Why do I Cry When I Laugh?

People cry over pain, and laugh in joy right? So why do I cry when I laugh? Well, it turns out that it's not that simple. Although the phenomena isn’t fully understood, people sometimes laugh until they cry and/or can cry until they laugh. Laughing or crying at inappropriate moments, or out of context to the circumstances is something many people experience at least once, and there can be a variety of underlying reasons for these ill-timed outbursts.

Why do I Cry When I Laugh?

Experts really don’t know. However, there are some possibilities.

Laughing and Crying Is Similar

One thing to take into consideration is that crying and laughs are similar psychological reactions to high states of emotional arousal, they have lingering effects, and they don't necessarily come and go cleanly. People connect crying with sadness; however, crying is even a more complex human response. Tears are caused by a variety of reasons, such as sadness, pain, and in sometimes even extreme amusement. It's just the way humans have evolved.

Pathological Laughter and Crying (PLC)

Pathological laughter and crying (PLC) is a medical condition that is marked by apparently uncontrollable outbursts of crying, laughter, or both. The episodes are caused by an event that wouldn’t have led the person to cry or laugh prior to the onset of the condition, or does not have any apparent motivating factor. People that have PLC have damage in the motor areas of their cerebral cortex travelling all the way down the brain stem causing responses to be irrational.

Reflex Tears

Another explanation can be attributed to the brain sending signals to the tear ducts as a result from vigorous laughter. So why do I cry when I laugh, you ask? The tears produced are known as reflex tears, because they are the result of an external stimulus, much like the wind or an airborne irritant, and aren’t related to emotion. Does a tear of grief look any different from a tear of joy? Yes, emotional tears consist of a different chemical composition than reflex tears. The emotion driven tears contain more hormones, including a natural painkiller (leucine enkephalin).

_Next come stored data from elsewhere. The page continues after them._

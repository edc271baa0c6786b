use std::time::Duration;

use anyhow::{anyhow, Context, Result};
use async_trait::async_trait;
use serde::Deserialize;

use crate::models::{EmotionLabel, EndpointKind};

use super::history::EmotionRecord;

#[derive(Debug, Clone, Copy, PartialEq, Eq)]
pub enum SensorKind {
    Camera,
    Microphone,
}

impl SensorKind {
    pub fn path(&self) -> &'static str {
        match self {
            SensorKind::Camera => "/api/sensors/camera",
            SensorKind::Microphone => "/api/sensors/microphone",
        }
    }

    pub fn as_str(&self) -> &'static str {
        match self {
            SensorKind::Camera => "camera",
            SensorKind::Microphone => "microphone",
        }
    }
}

/// The external emotion-sensing service.
#[async_trait]
pub trait EmotionBackend: Send + Sync {
    /// Reads the label currently reported by `endpoint`.
    async fn fetch_label(&self, endpoint: EndpointKind) -> Result<EmotionLabel>;

    /// Tells the backend a sensor was toggled.
    async fn notify_sensor(&self, sensor: SensorKind, enabled: bool) -> Result<()>;

    /// All persisted emotion records, oldest first.
    async fn emotion_history(&self) -> Result<Vec<EmotionRecord>>;
}

#[derive(Debug, Deserialize)]
struct EmotionPayload {
    #[serde(default)]
    emotion: Option<String>,
}

#[derive(Debug, Deserialize)]
struct LatestEmotionPayload {
    #[serde(default)]
    final_emotion: Option<String>,
}

#[derive(Debug, Deserialize)]
struct SensorStatePayload {
    #[serde(default)]
    camera_enabled: bool,
    #[serde(default)]
    microphone_enabled: bool,
}

pub struct HttpEmotionBackend {
    base_url: String,
    client: reqwest::Client,
}

impl HttpEmotionBackend {
    pub fn new(base_url: &str, timeout: Duration) -> Self {
        let client = reqwest::Client::builder()
            .timeout(timeout)
            .build()
            .unwrap_or_else(|_| reqwest::Client::new());
        Self {
            base_url: base_url.trim_end_matches('/').to_string(),
            client,
        }
    }

    fn url(&self, path: &str) -> String {
        format!("{}{}", self.base_url, path)
    }
}

#[async_trait]
impl EmotionBackend for HttpEmotionBackend {
    async fn fetch_label(&self, endpoint: EndpointKind) -> Result<EmotionLabel> {
        let path = endpoint
            .path()
            .ok_or_else(|| anyhow!("{endpoint:?} has no remote endpoint"))?;

        let response = self
            .client
            .get(self.url(path))
            .send()
            .await
            .with_context(|| format!("GET {path} failed"))?
            .error_for_status()
            .with_context(|| format!("GET {path} returned an error status"))?;

        // A body without the field is a valid "nothing detected" answer.
        let raw = match endpoint {
            EndpointKind::Latest => response
                .json::<LatestEmotionPayload>()
                .await
                .with_context(|| format!("malformed body from {path}"))?
                .final_emotion,
            _ => response
                .json::<EmotionPayload>()
                .await
                .with_context(|| format!("malformed body from {path}"))?
                .emotion,
        };

        Ok(raw.map(|s| EmotionLabel::parse(&s)).unwrap_or_default())
    }

    async fn notify_sensor(&self, sensor: SensorKind, enabled: bool) -> Result<()> {
        let path = sensor.path();
        let state: SensorStatePayload = self
            .client
            .post(self.url(path))
            .header("Content-Type", "application/json")
            .send()
            .await
            .with_context(|| format!("POST {path} failed"))?
            .error_for_status()?
            .json()
            .await
            .with_context(|| format!("malformed body from {path}"))?;

        let reported = match sensor {
            SensorKind::Camera => state.camera_enabled,
            SensorKind::Microphone => state.microphone_enabled,
        };
        if reported != enabled {
            log::warn!(
                "Backend reports {} enabled={} after toggle, expected {}",
                sensor.as_str(),
                reported,
                enabled
            );
        }
        Ok(())
    }

    async fn emotion_history(&self) -> Result<Vec<EmotionRecord>> {
        let records = self
            .client
            .get(self.url("/api/emotion/all"))
            .send()
            .await
            .context("GET /api/emotion/all failed")?
            .error_for_status()?
            .json::<Vec<EmotionRecord>>()
            .await
            .context("malformed emotion history")?;
        Ok(records)
    }
}
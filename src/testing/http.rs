use std::collections::HashMap;
use std::net::SocketAddr;
use std::sync::{Arc, Mutex};

use axum::extract::State;
use axum::http::{header, StatusCode, Uri};
use axum::response::{IntoResponse, Response};
use axum::Router;
use tokio::net::TcpListener;
use tokio::task::JoinHandle;

use super::lock;

type Routes = Arc<Mutex<HashMap<String, (u16, String)>>>;

/// Local HTTP server answering canned JSON per path.
///
/// Query strings are ignored when matching; unknown paths get a 404.
pub struct StubHttpServer {
    addr: SocketAddr,
    routes: Routes,
    server: JoinHandle<()>,
}

async fn answer(State(routes): State<Routes>, uri: Uri) -> Response {
    let (status, body) = lock(&routes)
        .get(uri.path())
        .cloned()
        .unwrap_or((404, r#"{"detail": "Not Found"}"#.to_string()));
    let status = StatusCode::from_u16(status).unwrap_or(StatusCode::INTERNAL_SERVER_ERROR);
    (status, [(header::CONTENT_TYPE, "application/json")], body).into_response()
}

impl StubHttpServer {
    pub async fn start() -> Self {
        let routes: Routes = Arc::default();
        let app = Router::new().fallback(answer).with_state(routes.clone());

        let listener = TcpListener::bind("127.0.0.1:0").await.unwrap();
        let addr = listener.local_addr().unwrap();
        let server = tokio::spawn(async move {
            axum::serve(listener, app).await.unwrap();
        });

        Self {
            addr,
            routes,
            server,
        }
    }

    pub fn route(self, path: &str, status: u16, body: &str) -> Self {
        lock(&self.routes).insert(path.to_string(), (status, body.to_string()));
        self
    }

    pub fn base_url(&self) -> String {
        format!("http://{}", self.addr)
    }
}

impl Drop for StubHttpServer {
    fn drop(&mut self) {
        self.server.abort();
    }
}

What about Laughing When You Want to Cry?

Why do I cry when I laugh? Because crying and laughing provides the same kind of release for physiological stress, and it’s often a defence mechanism when people are feeling uncomfortable about a situation, or when they become overwhelmed. When people hold back their tears, it interferes with their body’s ability to relieve the buildup of anxiety, causing them to release the energy through laughter instead. When people laugh or cry, it is an involuntary subconscious attempt at calming down and reducing stress. However, nervous laughter is usually interpreted not to be genuine by others, and can unfortunately amplify the awkwardness of any situation. If someone is laughing during a tragic event, just remember that they probably cannot control it. They may be at a point where their body simply needs to release it.

Other Odd Body Reactions Explained

1. Why do Onions Make You Tear Up?

The onion's chemical reaction is a natural defence mechanism used to repel pests, and when chopping an onion, you’ll rupture its cells that contain enzymes that produce a gas (propanethial sulfoxide), to be released. When the gas gets into your eyes, it reacts with the moisture in your eyes, triggering a mild reaction that stings. Your brain then sends signals to your eyes' tear glands to increase tear production to flush it away. The longer you cut, the more irritating gas is produced, and the more tears your eyes will produce.

2. What Causes Goose Bumps?

Goose bumpsGoose bumps (cutis anserina) are the result of a localized temporary change in the skin, such as cold, fear, or excitement, when it becomes rougher due to erection of little muscles. A tiny muscle at the base of hair follicles contracts, and raises the hair above the skin, and these are what we interpret as goose bumps. Some scientists think that goose bumps evolved around the “fight or flight” reaction similar to bristling in animals with fur. Although the phenomena may make animals appear larger and more frightening, goose bumps in people seem to have no practical purpose, except to make our skin crawl.

3. What Makes Your Eyelid Twitch?

Eyelid twitching (myokymia) is a fine continuous contraction of the eyelid muscle. It can involve either the upper or lower eyelid, but only one eye at a time. The eye twitching can range from barely noticeable to very annoying. The condition occurs spontaneously, sometimes triggered by fatigue, stress, alcohol, or caffeine. Fortunately, the twitching typically goes away within a short time, but may recur over a few hours, or a few days. In most cases, the condition is not harmful, and usually goes away by itself. To help end a case of eye twitches, get yourself a good night’s rest and reduce your intake of alcohol and coffee.

4. Why do You See Halos Around Lights?

Halos are bright circles that appear to surround a source of light, and can be categorized as a spherical aberration. During daylight hours, the pupil contracts to a very small opening, and allows light to focus very near the center of your lens. However in darkness, when the pupil dilates allowing the maximum amount of light to enter, the eye is using a larger area of the lens to see. The more area of the lens you use, the optics becomes less perfect. Additionally, the light source won't be focused to the center of the lens, and because the lens is round, you see halos.